Using the records below, transcribe word for word the stretch from the line that contains "filename src/api/middleware/mod.rs" through the line that contains "repository trait for dependency injection.", both end lines included, and nothing else.
━━━━━ Input records ━━━━━
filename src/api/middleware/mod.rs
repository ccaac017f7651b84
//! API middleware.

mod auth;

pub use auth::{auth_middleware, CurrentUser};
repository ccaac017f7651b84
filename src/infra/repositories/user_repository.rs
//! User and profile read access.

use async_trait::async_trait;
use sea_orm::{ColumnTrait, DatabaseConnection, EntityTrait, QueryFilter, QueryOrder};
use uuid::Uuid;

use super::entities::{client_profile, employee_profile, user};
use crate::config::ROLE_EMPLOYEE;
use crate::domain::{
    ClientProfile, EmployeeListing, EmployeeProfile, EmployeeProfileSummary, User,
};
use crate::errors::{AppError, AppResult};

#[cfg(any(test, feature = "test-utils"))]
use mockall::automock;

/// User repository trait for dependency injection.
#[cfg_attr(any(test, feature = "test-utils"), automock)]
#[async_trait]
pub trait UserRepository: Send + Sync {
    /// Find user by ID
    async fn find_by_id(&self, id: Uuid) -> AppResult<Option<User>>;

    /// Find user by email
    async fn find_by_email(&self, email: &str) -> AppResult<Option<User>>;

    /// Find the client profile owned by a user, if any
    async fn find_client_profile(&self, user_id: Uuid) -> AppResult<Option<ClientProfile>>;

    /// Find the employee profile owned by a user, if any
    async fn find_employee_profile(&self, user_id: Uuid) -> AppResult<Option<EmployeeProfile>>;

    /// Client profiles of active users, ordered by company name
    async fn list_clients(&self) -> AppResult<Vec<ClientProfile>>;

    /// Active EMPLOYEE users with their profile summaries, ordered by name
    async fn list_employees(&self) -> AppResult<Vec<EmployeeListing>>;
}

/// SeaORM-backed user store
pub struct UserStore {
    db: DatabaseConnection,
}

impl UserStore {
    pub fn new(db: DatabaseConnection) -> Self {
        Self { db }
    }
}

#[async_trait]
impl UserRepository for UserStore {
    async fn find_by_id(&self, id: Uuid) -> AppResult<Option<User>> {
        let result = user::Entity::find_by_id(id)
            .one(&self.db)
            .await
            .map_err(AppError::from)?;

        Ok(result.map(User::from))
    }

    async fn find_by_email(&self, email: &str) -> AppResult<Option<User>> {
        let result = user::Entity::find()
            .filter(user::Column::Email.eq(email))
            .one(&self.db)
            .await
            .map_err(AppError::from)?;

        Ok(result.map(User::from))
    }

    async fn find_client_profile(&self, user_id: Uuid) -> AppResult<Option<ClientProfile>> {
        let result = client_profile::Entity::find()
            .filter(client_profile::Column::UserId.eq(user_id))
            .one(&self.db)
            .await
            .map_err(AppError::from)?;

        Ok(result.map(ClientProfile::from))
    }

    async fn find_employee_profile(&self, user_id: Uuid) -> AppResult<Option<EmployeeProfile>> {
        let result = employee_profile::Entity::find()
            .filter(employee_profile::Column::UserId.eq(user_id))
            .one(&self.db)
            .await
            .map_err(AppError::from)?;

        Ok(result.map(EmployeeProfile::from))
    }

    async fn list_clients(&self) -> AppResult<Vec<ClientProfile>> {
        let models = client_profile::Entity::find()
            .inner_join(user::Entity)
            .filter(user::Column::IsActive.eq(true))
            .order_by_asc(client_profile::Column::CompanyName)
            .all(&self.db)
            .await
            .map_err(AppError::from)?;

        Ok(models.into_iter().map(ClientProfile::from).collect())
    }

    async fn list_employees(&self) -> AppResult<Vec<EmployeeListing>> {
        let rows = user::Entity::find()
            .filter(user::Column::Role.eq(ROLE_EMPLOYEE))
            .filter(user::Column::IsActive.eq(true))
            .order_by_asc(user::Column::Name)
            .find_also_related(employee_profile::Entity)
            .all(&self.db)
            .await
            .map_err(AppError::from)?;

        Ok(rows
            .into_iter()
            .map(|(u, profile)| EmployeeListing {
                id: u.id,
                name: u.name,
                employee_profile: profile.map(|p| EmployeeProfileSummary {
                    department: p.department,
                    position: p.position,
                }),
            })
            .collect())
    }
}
━━━━━
━━━━━ Input records ━━━━━
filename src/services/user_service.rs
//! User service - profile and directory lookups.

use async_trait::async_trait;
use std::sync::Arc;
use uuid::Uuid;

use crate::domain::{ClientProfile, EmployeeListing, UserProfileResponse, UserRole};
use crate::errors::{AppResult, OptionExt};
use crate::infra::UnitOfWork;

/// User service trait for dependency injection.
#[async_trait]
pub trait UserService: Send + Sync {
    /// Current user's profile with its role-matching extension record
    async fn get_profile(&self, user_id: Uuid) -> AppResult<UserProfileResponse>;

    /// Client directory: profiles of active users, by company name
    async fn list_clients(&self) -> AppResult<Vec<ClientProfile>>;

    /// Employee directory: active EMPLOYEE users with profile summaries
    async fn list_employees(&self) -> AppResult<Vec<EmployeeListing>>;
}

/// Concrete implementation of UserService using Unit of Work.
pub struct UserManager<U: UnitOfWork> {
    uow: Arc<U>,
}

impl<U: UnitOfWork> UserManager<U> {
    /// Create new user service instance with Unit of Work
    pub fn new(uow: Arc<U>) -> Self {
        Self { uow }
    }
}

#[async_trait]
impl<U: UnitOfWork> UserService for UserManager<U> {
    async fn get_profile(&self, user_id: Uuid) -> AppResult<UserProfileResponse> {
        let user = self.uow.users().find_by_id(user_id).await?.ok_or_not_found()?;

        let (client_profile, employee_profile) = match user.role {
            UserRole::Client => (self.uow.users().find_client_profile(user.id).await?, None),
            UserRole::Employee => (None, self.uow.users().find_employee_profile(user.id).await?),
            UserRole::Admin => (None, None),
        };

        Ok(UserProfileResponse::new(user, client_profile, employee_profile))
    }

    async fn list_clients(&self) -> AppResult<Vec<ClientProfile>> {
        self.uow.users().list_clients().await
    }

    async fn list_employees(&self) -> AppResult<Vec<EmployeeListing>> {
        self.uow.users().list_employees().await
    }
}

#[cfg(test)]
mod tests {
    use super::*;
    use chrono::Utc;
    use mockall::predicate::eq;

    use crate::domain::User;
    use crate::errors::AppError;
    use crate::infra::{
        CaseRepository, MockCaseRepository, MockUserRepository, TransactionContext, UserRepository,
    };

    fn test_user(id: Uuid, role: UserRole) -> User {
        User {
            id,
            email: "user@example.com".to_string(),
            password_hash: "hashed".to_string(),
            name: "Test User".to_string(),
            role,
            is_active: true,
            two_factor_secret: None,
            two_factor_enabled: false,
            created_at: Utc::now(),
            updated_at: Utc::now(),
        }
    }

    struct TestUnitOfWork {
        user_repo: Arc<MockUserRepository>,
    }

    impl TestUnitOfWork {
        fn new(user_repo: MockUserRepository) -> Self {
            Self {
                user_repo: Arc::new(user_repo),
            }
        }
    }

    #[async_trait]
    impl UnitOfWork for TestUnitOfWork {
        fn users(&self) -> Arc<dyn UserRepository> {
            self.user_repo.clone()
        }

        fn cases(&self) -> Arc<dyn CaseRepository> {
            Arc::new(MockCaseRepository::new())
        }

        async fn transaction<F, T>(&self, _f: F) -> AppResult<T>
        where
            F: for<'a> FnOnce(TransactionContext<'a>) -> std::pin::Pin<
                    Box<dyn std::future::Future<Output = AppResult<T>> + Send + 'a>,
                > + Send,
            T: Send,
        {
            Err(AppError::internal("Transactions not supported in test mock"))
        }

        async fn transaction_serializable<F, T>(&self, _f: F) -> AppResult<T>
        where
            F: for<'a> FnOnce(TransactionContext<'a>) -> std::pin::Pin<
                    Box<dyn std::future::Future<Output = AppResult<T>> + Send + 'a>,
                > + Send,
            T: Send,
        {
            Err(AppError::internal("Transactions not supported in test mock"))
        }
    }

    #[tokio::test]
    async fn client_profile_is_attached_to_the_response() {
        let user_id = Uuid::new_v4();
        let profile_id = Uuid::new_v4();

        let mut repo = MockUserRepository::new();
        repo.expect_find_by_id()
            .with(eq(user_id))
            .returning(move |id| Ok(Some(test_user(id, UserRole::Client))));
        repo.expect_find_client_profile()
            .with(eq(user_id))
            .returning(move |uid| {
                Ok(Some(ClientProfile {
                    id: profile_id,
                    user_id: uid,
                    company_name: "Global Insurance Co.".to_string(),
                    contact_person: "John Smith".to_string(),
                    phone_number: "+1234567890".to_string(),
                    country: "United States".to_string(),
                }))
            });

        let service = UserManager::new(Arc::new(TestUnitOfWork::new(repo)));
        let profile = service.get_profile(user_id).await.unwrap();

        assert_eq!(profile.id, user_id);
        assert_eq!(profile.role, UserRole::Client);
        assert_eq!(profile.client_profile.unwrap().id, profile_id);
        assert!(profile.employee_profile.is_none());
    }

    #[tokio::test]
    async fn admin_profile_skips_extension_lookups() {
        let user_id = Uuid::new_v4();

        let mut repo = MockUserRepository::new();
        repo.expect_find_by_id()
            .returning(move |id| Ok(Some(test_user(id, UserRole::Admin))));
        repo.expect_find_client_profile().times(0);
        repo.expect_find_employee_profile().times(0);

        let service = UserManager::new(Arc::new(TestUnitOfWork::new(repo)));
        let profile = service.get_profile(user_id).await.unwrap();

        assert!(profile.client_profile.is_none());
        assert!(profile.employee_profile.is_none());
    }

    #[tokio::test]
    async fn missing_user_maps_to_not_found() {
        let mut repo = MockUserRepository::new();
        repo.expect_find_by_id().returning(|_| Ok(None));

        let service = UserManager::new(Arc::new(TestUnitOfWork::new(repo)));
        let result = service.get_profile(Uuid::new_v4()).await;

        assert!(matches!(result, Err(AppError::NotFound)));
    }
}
━━━━━
━━━━━ Input records ━━━━━
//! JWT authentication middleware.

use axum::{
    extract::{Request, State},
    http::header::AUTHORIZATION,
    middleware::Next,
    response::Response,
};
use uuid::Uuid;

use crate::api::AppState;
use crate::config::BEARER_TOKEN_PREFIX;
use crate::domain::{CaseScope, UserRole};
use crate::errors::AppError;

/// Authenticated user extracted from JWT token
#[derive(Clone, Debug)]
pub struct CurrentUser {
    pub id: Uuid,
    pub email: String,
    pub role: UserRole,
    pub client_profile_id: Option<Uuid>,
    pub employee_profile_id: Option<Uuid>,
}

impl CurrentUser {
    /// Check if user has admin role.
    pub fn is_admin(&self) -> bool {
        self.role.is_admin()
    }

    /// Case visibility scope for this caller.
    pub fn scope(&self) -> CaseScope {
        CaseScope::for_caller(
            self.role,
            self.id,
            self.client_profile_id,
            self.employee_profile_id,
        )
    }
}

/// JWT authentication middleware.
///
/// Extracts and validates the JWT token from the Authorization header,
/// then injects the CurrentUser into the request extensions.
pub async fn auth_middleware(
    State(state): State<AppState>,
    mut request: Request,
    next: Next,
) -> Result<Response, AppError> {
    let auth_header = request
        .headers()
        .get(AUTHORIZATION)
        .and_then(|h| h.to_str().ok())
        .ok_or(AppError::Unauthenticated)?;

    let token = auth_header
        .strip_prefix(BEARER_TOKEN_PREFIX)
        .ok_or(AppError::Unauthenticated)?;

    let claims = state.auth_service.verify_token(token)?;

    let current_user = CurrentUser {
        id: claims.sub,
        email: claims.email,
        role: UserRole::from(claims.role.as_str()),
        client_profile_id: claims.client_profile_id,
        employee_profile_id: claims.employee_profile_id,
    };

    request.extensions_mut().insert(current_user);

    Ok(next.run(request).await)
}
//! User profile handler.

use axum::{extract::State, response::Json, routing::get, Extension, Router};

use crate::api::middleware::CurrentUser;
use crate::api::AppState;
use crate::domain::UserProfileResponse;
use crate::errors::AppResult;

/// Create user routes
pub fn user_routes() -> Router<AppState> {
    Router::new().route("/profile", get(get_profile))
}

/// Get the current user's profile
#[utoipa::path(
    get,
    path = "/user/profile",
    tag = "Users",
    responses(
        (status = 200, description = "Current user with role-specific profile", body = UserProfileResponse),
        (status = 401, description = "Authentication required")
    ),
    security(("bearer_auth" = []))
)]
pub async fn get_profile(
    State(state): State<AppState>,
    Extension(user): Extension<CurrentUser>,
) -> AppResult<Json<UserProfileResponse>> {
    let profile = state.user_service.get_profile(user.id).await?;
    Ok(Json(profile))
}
━━━━━
§ **Output for this task**:
filename src/api/middleware/mod.rs
repository ccaac017f7651b84
//! API middleware.

mod auth;

pub use auth::{auth_middleware, CurrentUser};
repository ccaac017f7651b84
filename src/infra/repositories/user_repository.rs
//! User and profile read access.

use async_trait::async_trait;
use sea_orm::{ColumnTrait, DatabaseConnection, EntityTrait, QueryFilter, QueryOrder};
use uuid::Uuid;

use super::entities::{client_profile, employee_profile, user};
use crate::config::ROLE_EMPLOYEE;
use crate::domain::{
    ClientProfile, EmployeeListing, EmployeeProfile, EmployeeProfileSummary, User,
};
use crate::errors::{AppError, AppResult};

#[cfg(any(test, feature = "test-utils"))]
use mockall::automock;

/// User repository trait for dependency injection.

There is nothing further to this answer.